Stratus is the manager of, and has an approximate 40 percent interest in, the joint venture. Canyon-Johnson has an approximate 60 percent interest in the joint venture. Canyon-Johnson contributed its initial capital in May 2008 and will contribute additional capital until certain capital contribution requirements are met. In the aggregate, Canyon-Johnson will contribute approximately 60 percent of the joint venture’s required capital and Stratus will contribute approximately 40 percent. The required capital contributions are approximately $53 million for Stratus and $75 million for Canyon-Johnson. Canyon-Johnson was required to fund 100 percent of project costs until their contributions reached $44 million, which occurred in May 2009. For the remaining capital contributions, Stratus will fund 40 percent and Canyon-Johnson will fund 60 percent of project costs until the required capital contributions are made. As of June 30, 2009, capital contributions totaled $35.3 million for Stratus and $48.7 million for Canyon-Johnson. The joint venture obtained a construction loan to finance project costs after the required capital contributions are made (see below).

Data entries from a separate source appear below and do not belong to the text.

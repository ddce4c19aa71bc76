//! Loading command inputs from disk.

use anyhow::Context;
use scrivener::{InMemoryMaterialStore, WritingStyle, is_article_url};
use std::path::{Path, PathBuf};

/// Extensions picked up as reference material.
const MATERIAL_EXTENSIONS: &[&str] = &["txt", "md"];

/// Read a writing style from a TOML file.
///
/// ```toml
/// name = "冷静克制"
/// style_description = "短句为主，少用形容词"
/// tags = ["随笔"]
/// ```
pub async fn load_style(path: &Path) -> anyhow::Result<WritingStyle> {
    let text = tokio::fs::read_to_string(path)
        .await
        .with_context(|| format!("reading style {}", path.display()))?;
    let style: WritingStyle =
        toml::from_str(&text).with_context(|| format!("parsing style {}", path.display()))?;
    if style.name.trim().is_empty() {
        anyhow::bail!("style {} has an empty name", path.display());
    }
    Ok(style)
}

/// Write a style as TOML that [`load_style`] reads back.
pub async fn save_style(path: &Path, style: &WritingStyle) -> anyhow::Result<()> {
    let text = toml::to_string(style).context("serializing style")?;
    tokio::fs::write(path, text)
        .await
        .with_context(|| format!("writing style {}", path.display()))
}

/// Read each reference article file.
pub async fn load_articles(paths: &[PathBuf]) -> anyhow::Result<Vec<String>> {
    let mut articles = Vec::with_capacity(paths.len());
    for path in paths {
        let text = tokio::fs::read_to_string(path)
            .await
            .with_context(|| format!("reading article {}", path.display()))?;
        articles.push(text);
    }
    Ok(articles)
}

/// URLs pass through for the fetcher; anything else is read as a file.
pub async fn load_source(source: &str) -> anyhow::Result<String> {
    if is_article_url(source) {
        return Ok(source.to_string());
    }
    tokio::fs::read_to_string(source)
        .await
        .with_context(|| format!("reading source {source}"))
}

/// Load every `.txt`/`.md` file directly under `dir` as one material.
pub async fn load_materials(dir: &Path) -> anyhow::Result<InMemoryMaterialStore> {
    let store = InMemoryMaterialStore::new();
    let mut entries = tokio::fs::read_dir(dir)
        .await
        .with_context(|| format!("reading material directory {}", dir.display()))?;

    let mut paths = Vec::new();
    while let Some(entry) = entries.next_entry().await? {
        let path = entry.path();
        let wanted = path
            .extension()
            .and_then(|ext| ext.to_str())
            .is_some_and(|ext| MATERIAL_EXTENSIONS.contains(&ext.to_ascii_lowercase().as_str()));
        if wanted && path.is_file() {
            paths.push(path);
        }
    }
    paths.sort();

    for path in paths {
        let text = tokio::fs::read_to_string(&path)
            .await
            .with_context(|| format!("reading material {}", path.display()))?;
        if text.trim().is_empty() {
            tracing::debug!(path = %path.display(), "Skipping empty material");
            continue;
        }
        store.add_material(text.trim()).await;
    }

    tracing::info!(count = store.len().await, dir = %dir.display(), "Loaded materials");
    Ok(store)
}

#[cfg(test)]
mod tests {
    use super::*;
    use scrivener::Retrieval;

    #[tokio::test]
    async fn style_file_parses_with_defaults() {
        let dir = tempfile::tempdir().unwrap();
        let path = dir.path().join("style.toml");
        std::fs::write(&path, "name = \"冷静\"\nstyle_description = \"短句\"\n").unwrap();

        let style = load_style(&path).await.unwrap();
        assert_eq!(style.name, "冷静");
        assert_eq!(style.style_description, "短句");
        assert!(style.tags.is_empty());
        assert!(style.example_text.is_none());
    }

    #[tokio::test]
    async fn blank_style_name_is_rejected() {
        let dir = tempfile::tempdir().unwrap();
        let path = dir.path().join("style.toml");
        std::fs::write(&path, "name = \"  \"\n").unwrap();

        assert!(load_style(&path).await.is_err());
    }

    #[tokio::test]
    async fn saved_style_loads_back() {
        let dir = tempfile::tempdir().unwrap();
        let path = dir.path().join("extracted.toml");
        let style = WritingStyle {
            id: 3,
            name: "抬杠体".into(),
            style_description: "{\n  \"persona\": \"老朋友\"\n}".into(),
            example_text: Some("第一篇\n\n---\n\n第二篇".into()),
            tags: vec!["随笔".into()],
        };

        save_style(&path, &style).await.unwrap();
        assert_eq!(load_style(&path).await.unwrap(), style);
    }

    #[tokio::test]
    async fn missing_article_file_is_an_error() {
        let dir = tempfile::tempdir().unwrap();
        let present = dir.path().join("a.md");
        std::fs::write(&present, "正文").unwrap();

        let articles = load_articles(std::slice::from_ref(&present)).await.unwrap();
        assert_eq!(articles, vec!["正文".to_string()]);
        assert!(load_articles(&[present, dir.path().join("missing.md")]).await.is_err());
    }

    #[tokio::test]
    async fn urls_are_not_read_from_disk() {
        let source = load_source("https://example.com/post/1").await.unwrap();
        assert_eq!(source, "https://example.com/post/1");
        assert!(load_source("/definitely/missing/article.txt").await.is_err());
    }

    #[tokio::test]
    async fn materials_skip_other_extensions_and_blank_files() {
        let dir = tempfile::tempdir().unwrap();
        std::fs::write(dir.path().join("a.txt"), "秋天的落叶").unwrap();
        std::fs::write(dir.path().join("b.MD"), "落叶与小路").unwrap();
        std::fs::write(dir.path().join("c.json"), "{\"落叶\": 1}").unwrap();
        std::fs::write(dir.path().join("d.txt"), "   \n").unwrap();

        let store = load_materials(dir.path()).await.unwrap();
        assert_eq!(store.len().await, 2);

        let hits = store.search("落叶", 5).await;
        assert_eq!(hits.len(), 2);
    }
}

On May 2, 2008, the joint venture entered into an agreement for a $165 million construction loan with Corus Bank, N.A., (Corus) to finance the construction of the W Austin Hotel & Residences project (see Note 9 of the Stratus 2008 Form 10-K). On February 18, 2009, Corus entered into a written agreement with the Federal Reserve Bank of Chicago and a consent order with the Office of the Comptroller of the Currency, to maintain the financial soundness of Corus. On June 26, 2009, the loan agreement with Corus was assigned to a subsidiary of Stratus, which is jointly managed by Stratus and Canyon-Johnson, in exchange for a pay down of $250,000 of the outstanding principal balance of $2.1 million. As a result, Corus is no longer the lender and in the second quarter of 2009 Stratus recognized a $0.2 million loss on extinguishment of debt, which includes the write-off of unamortized deferred loan costs in the amount of $2.1 million.

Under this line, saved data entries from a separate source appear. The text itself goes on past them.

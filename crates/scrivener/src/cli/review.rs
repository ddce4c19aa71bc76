//! One-off review command handler.

use super::commands::ReviewArgs;
use super::inputs::load_style;
use anyhow::Context;
use futures_util::StreamExt;
use scrivener::{
    InMemoryRepository, OpenAiClient, ReviewRepository, ReviewResult, ReviewStep, ScrivenerConfig,
};
use std::sync::Arc;

/// Standalone reviews are not attached to a rewrite record.
const STANDALONE_REWRITE_ID: i64 = 0;

/// Review an article once, printing step events and then the stored record.
#[tracing::instrument(skip_all, fields(file = %args.file.display()))]
pub async fn run_review(config: &ScrivenerConfig, args: ReviewArgs) -> anyhow::Result<()> {
    let content = tokio::fs::read_to_string(&args.file)
        .await
        .with_context(|| format!("reading article {}", args.file.display()))?;
    if content.trim().is_empty() {
        anyhow::bail!("article {} is empty", args.file.display());
    }
    let style = load_style(&args.style).await?;

    let llm = Arc::new(OpenAiClient::from_config(config.llm())?);
    let repo = Arc::new(InMemoryRepository::new());
    let step = ReviewStep::new(llm, repo.clone())
        .with_pass_threshold(*config.workflow().pass_threshold());

    let record = step
        .create_review(STANDALONE_REWRITE_ID, content.trim(), 0)
        .await?;
    let mut events = step.execute(record.id, style.to_summary());
    while let Some(event) = events.next().await {
        println!("{}", event.to_json_line());
    }

    let record = repo
        .get_review(record.id)
        .await?
        .context("review record disappeared")?;
    println!("{}", serde_json::to_string(&record)?);

    match record.result {
        ReviewResult::Passed => Ok(()),
        _ => match record.error_message {
            Some(message) => anyhow::bail!("review failed: {message}"),
            None => anyhow::bail!(
                "article did not pass review (score {})",
                record.total_score.unwrap_or_default()
            ),
        },
    }
}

The joint venture is actively pursuing other options for financing the future construction costs of the W Austin Hotel & Residences project. Such options may include additional equity contributions by Stratus and Canyon-Johnson, financing from other financial institutions, admitting new equity partners, or a combination of these alternatives. If the joint venture does not secure project financing from a third-party lender, or if Stratus or Canyon-Johnson is unable to make required additional future capital contributions to the joint venture, the joint venture may be required to delay further construction of the project until additional financing is available.

On August 1, 2008, the joint venture paid $0.7 million to enter into an agreement to cap the floating London Interbank Offered Rate (LIBOR) on the Corus loan at 4.5 percent (see Note 6). The LIBOR cap notional amount varies based on originally projected loan balances throughout the term of the loan. The agreement terminates on July 1, 2011.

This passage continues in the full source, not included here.